Chappelle's Show premiered on January 22, 2003

The Mad Real World

Christian Finnegan ("Chad”): I'm a standup comic, and so was Neal. One day, he was like, "You know, I'm doing this show with Dave, and we're doing this bit that you might be really good for.” When you get cast for something like that, you have to sit down for a table read together, and read the script out loud. It was that sketch, the Clayton Bigsby sketch, and something else. Everybody was looking around the table like, "I can't believe how funny this is.”

Charlie Murphy (comedian, actor): People liked the [tough] characters I did from CB4, Players Club and Spike Lee's films, and when people would think of someone playing a gangster-type role, my name would come up at the top of the list. So when they were writing "The Mad Real World” sketch Dave was like, "Yo, we need Charlie Murphy to play this thug- ass character named Tyree.” That was my first sketch.

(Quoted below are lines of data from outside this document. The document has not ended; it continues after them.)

pub async fn metrics(State(state): State<Arc<AppState>>) -> impl IntoResponse {
    let cache_metrics = state.cache.metrics();
    format!(
        "supportgate_cache_hit_rate {:.4}\nsupportgate_rate_limiter_tracked_keys {}\n",
        cache_metrics.hit_rate(),
        state.rate_limiter.tracked_key_count(),
    )
}

// ---- webhooks (C9, §4.9) ----

/// `POST /api/gorgias/webhook` and `POST /api/webhooks/{provider}` (§6).
/// Runs the synchronous precheck (steps 1-2) inline, then spawns the
/// enrichment half (steps 3-12) as a detached task so the provider gets a
/// prompt response (§5).
pub async fn webhook(
    State(state): State<Arc<AppState>>,
    Path(provider): Path<String>,
    ext: Option<Extension<TenantContext>>,
    body: axum::body::Bytes,
) -> Result<impl IntoResponse, ApiError> {
    let provider = parse_provider(&provider)?;
    webhook_for_provider(state, provider, ext, body).await
}

/// `POST /api/gorgias/webhook` (§6): Gorgias's path predates the generic
/// `/api/webhooks/{provider}` route and is kept for backward compatibility.
pub async fn gorgias_webhook(
    State(state): State<Arc<AppState>>,
    ext: Option<Extension<TenantContext>>,
    body: axum::body::Bytes,
) -> Result<impl IntoResponse, ApiError> {
    webhook_for_provider(state, Provider::Gorgias, ext, body).await
}

async fn webhook_for_provider(
    state: Arc<AppState>,
    provider: Provider,
    ext: Option<Extension<TenantContext>>,
    body: axum::body::Bytes,
) -> Result<impl IntoResponse, ApiError> {
    let tenant_id = require_tenant(&ext)?;

    let raw: Value = serde_json::from_slice(&body)
        .map_err(|e| ApiError::Validation(format!("invalid webhook payload: {e}")))?;
    let envelope = ingestion::normalize_payload(&raw);

    let analytics = state.analytics_service(tenant_id);
    let pipeline = IngestionPipeline::new(
        state.ticket_store.as_ref(),
        &analytics,
        state.phone_lookup.as_ref(),
        state.language_adapter.as_ref(),
    );
    let outcome = pipeline.precheck(&envelope);

    if outcome.status == "accepted" {
        let provider_ticket_id = raw
            .get("ticket")
            .and_then(|t| t.get("id"))
            .and_then(|v| v.as_str().map(str::to_string).or_else(|| v.as_i64().map(|n| n.to_string())))
            .unwrap_or_else(|| Uuid::new_v4().to_string());
        let ticket_number = format!("{provider}-{provider_ticket_id}");

        let state = state.clone();
        tokio::spawn(async move {
            let analytics = state.analytics_service(tenant_id);
            let service = state.ticket_service(&analytics);

            let ticket = match service.get_ticket(tenant_id, &ticket_number).await {
                Ok(detail) => detail.ticket,
                Err(_) => {
                    let customer_id = supportgate_core::customer_resolver::resolve_customer_id(
                        &envelope.customer,
                        state.phone_lookup.as_ref(),
                    )
                    .await
                    .unwrap_or_else(|_| "unknown".to_string());
                    let now = chrono::Utc::now();
                    let new_ticket = Ticket {
                        id: Uuid::new_v4(),
                        tenant_id,
                        ticket_number: ticket_number.clone(),
                        customer_id: customer_id.clone(),
                        channel: provider.to_string(),
                        status: envelope.ticket_status,
                        priority: Priority::Normal,
                        subject: envelope.subject.clone(),
                        assigned_to: None,
                        tags: envelope.ticket_tags.clone(),
                        custom_fields: std::collections::HashMap::new(),
                        created_at: now,
                        updated_at: now,
                        closed_at: None,
                    };
                    let initial_message = supportgate_core::model::TicketMessage {
                        id: Uuid::new_v4(),
                        ticket_id: new_ticket.id,
                        from_agent: false,
                        content: String::new(),
                        author: customer_id,
                        created_at: now,
                    };
                    if let Err(err) = state.ticket_store.insert_ticket(new_ticket.clone(), initial_message).await {
                        tracing::warn!(error = %err, tenant_id = %tenant_id, "could not materialize ticket for webhook");
                        return;
                    }
                    new_ticket
                }
            };

            let pipeline = IngestionPipeline::new(
                state.ticket_store.as_ref(),
                &analytics,
                state.phone_lookup.as_ref(),
                state.language_adapter.as_ref(),
            );
            if let Err(err) = pipeline.enrich(ticket.id, &envelope, None).await {
                tracing::warn!(error = %err, tenant_id = %tenant_id, "ingestion enrichment failed");
            }
        });
    }

    Ok((axum::http::StatusCode::ACCEPTED, Json(outcome)))
}

// ---- MCP queries (C12, §4.12, §6) ----

#[derive(Deserialize)]
pub struct McpQueryBody {
    tool_name: String,
    #[serde(default)]
    arguments: Value,
}

pub async fn mcp_query(
    State(state): State<Arc<AppState>>,
    ext: Option<Extension<TenantContext>>,
    Json(body): Json<McpQueryBody>,
) -> Result<impl IntoResponse, ApiError> {
    let tenant_id = require_tenant(&ext)?;
    rate_limit_tenant(&state, tenant_id, "mcp")?;

    let router = state.nl_query_router();
    let response = router.dispatch_named(&body.tool_name, body.arguments).await?;
    Ok(Json(response))
}

#[derive(Deserialize)]
pub struct NaturalLanguageQuery {
    query: String,
}

/// `GET /api/mcp/query/natural-language?query=...` (§6: 50/hour per tenant,
/// tighter than the general endpoint rate limit since it invokes the
/// language model adapter).
pub async fn mcp_query_natural_language(
    State(state): State<Arc<AppState>>,
    ext: Option<Extension<TenantContext>>,
    Query(params): Query<NaturalLanguageQuery>,
) -> Result<impl IntoResponse, ApiError> {
    let tenant_id = require_tenant(&ext)?;
    rate_limit_tenant(&state, tenant_id, "mcp-nl")?;

    let router = state.nl_query_router();
    let response = router.route(&params.query).await?;
    Ok(Json(response))
}

fn rate_limit_tenant(state: &AppState, tenant_id: Uuid, scope: &str) -> Result<(), ApiError> {
    let key = format!("{scope}:{tenant_id}");
    let (allowed, retry_after) = state.rate_limiter.allow(&key);
    if allowed {
        Ok(())
    } else {
        Err(ApiError::RateLimited {
            retry_after_secs: retry_after.unwrap_or(Duration::from_secs(60)).as_secs(),
        })
    }
}

// ---- tickets (C11, §4.11, §6) ----

#[derive(Deserialize)]
pub struct ListTicketsParams {
    status: Option<TicketStatus>,
    priority: Option<Priority>,
    channel: Option<String>,
    assigned_to: Option<String>,
    customer_id: Option<String>,
    #[serde(default)]
    smart_order: bool,
    #[serde(default)]
    topic_alerts: String,
    page: Option<u32>,
    limit: Option<u32>,
    sort: Option<TicketSortField>,
    order: Option<SortOrder>,
}
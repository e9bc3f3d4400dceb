//! Small shared helpers with no external crate worth pulling in for them.

/// Minimal hex encode/decode, mirrored from the teacher's inline module —
/// no external crate needed beyond what signature verification already uses.
pub mod hex {
    pub fn encode(bytes: &[u8]) -> String {
        bytes.iter().map(|b| format!("{:02x}", b)).collect()
    }

    pub fn decode(s: &str) -> Result<Vec<u8>, String> {
        if s.len() % 2 != 0 {
            return Err("odd-length hex string".to_string());
        }
        (0..s.len())
            .step_by(2)
            .map(|i| {
                u8::from_str_radix(&s[i..i + 2], 16)
                    .map_err(|e| format!("invalid hex at position {i}: {e}"))
            })
            .collect()
    }
}

#[cfg(test)]
mod tests {
    use super::hex;

    #[test]
    fn test_hex_roundtrip() {
        let original = vec![0u8, 1, 15, 16, 255];
        let encoded = hex::encode(&original);
        let decoded = hex::decode(&encoded).unwrap();
        assert_eq!(decoded, original);
    }

    #[test]
    fn test_hex_decode_rejects_odd_length() {
        assert!(hex::decode("abc").is_err());
    }
}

Finnegan: No one ever comes up to me quietly and says, "Hey, I really enjoyed your work in ‘The Mad Real World.'” People walk up to me in the middle of a dinner with my girlfriend like, "Katie's got some big-ass tittays!”

Ask A Black Guy/ Negrodamus

Paul Mooney (comedian, writer, actor): I basically came up with "Negrodamus” and "Mooney On Movies,” while Dave came up with "Ask A Black Guy.” "Negrodamus” was actually supposed to be Niggerdamus, but we had to clean it up. You know when I say "nigger,” it's like the devil is saying it [laughs].

Player Haters' Ball

Bryan Tucker (writer, "Player Hater's Ball”): Dave and Neal have a good idea, and they have a set-up, and then they do like 10 takes. Dave does a little something different every time. So a lot of the great lines you see aren't necessarily stuff that you'd see written in a script.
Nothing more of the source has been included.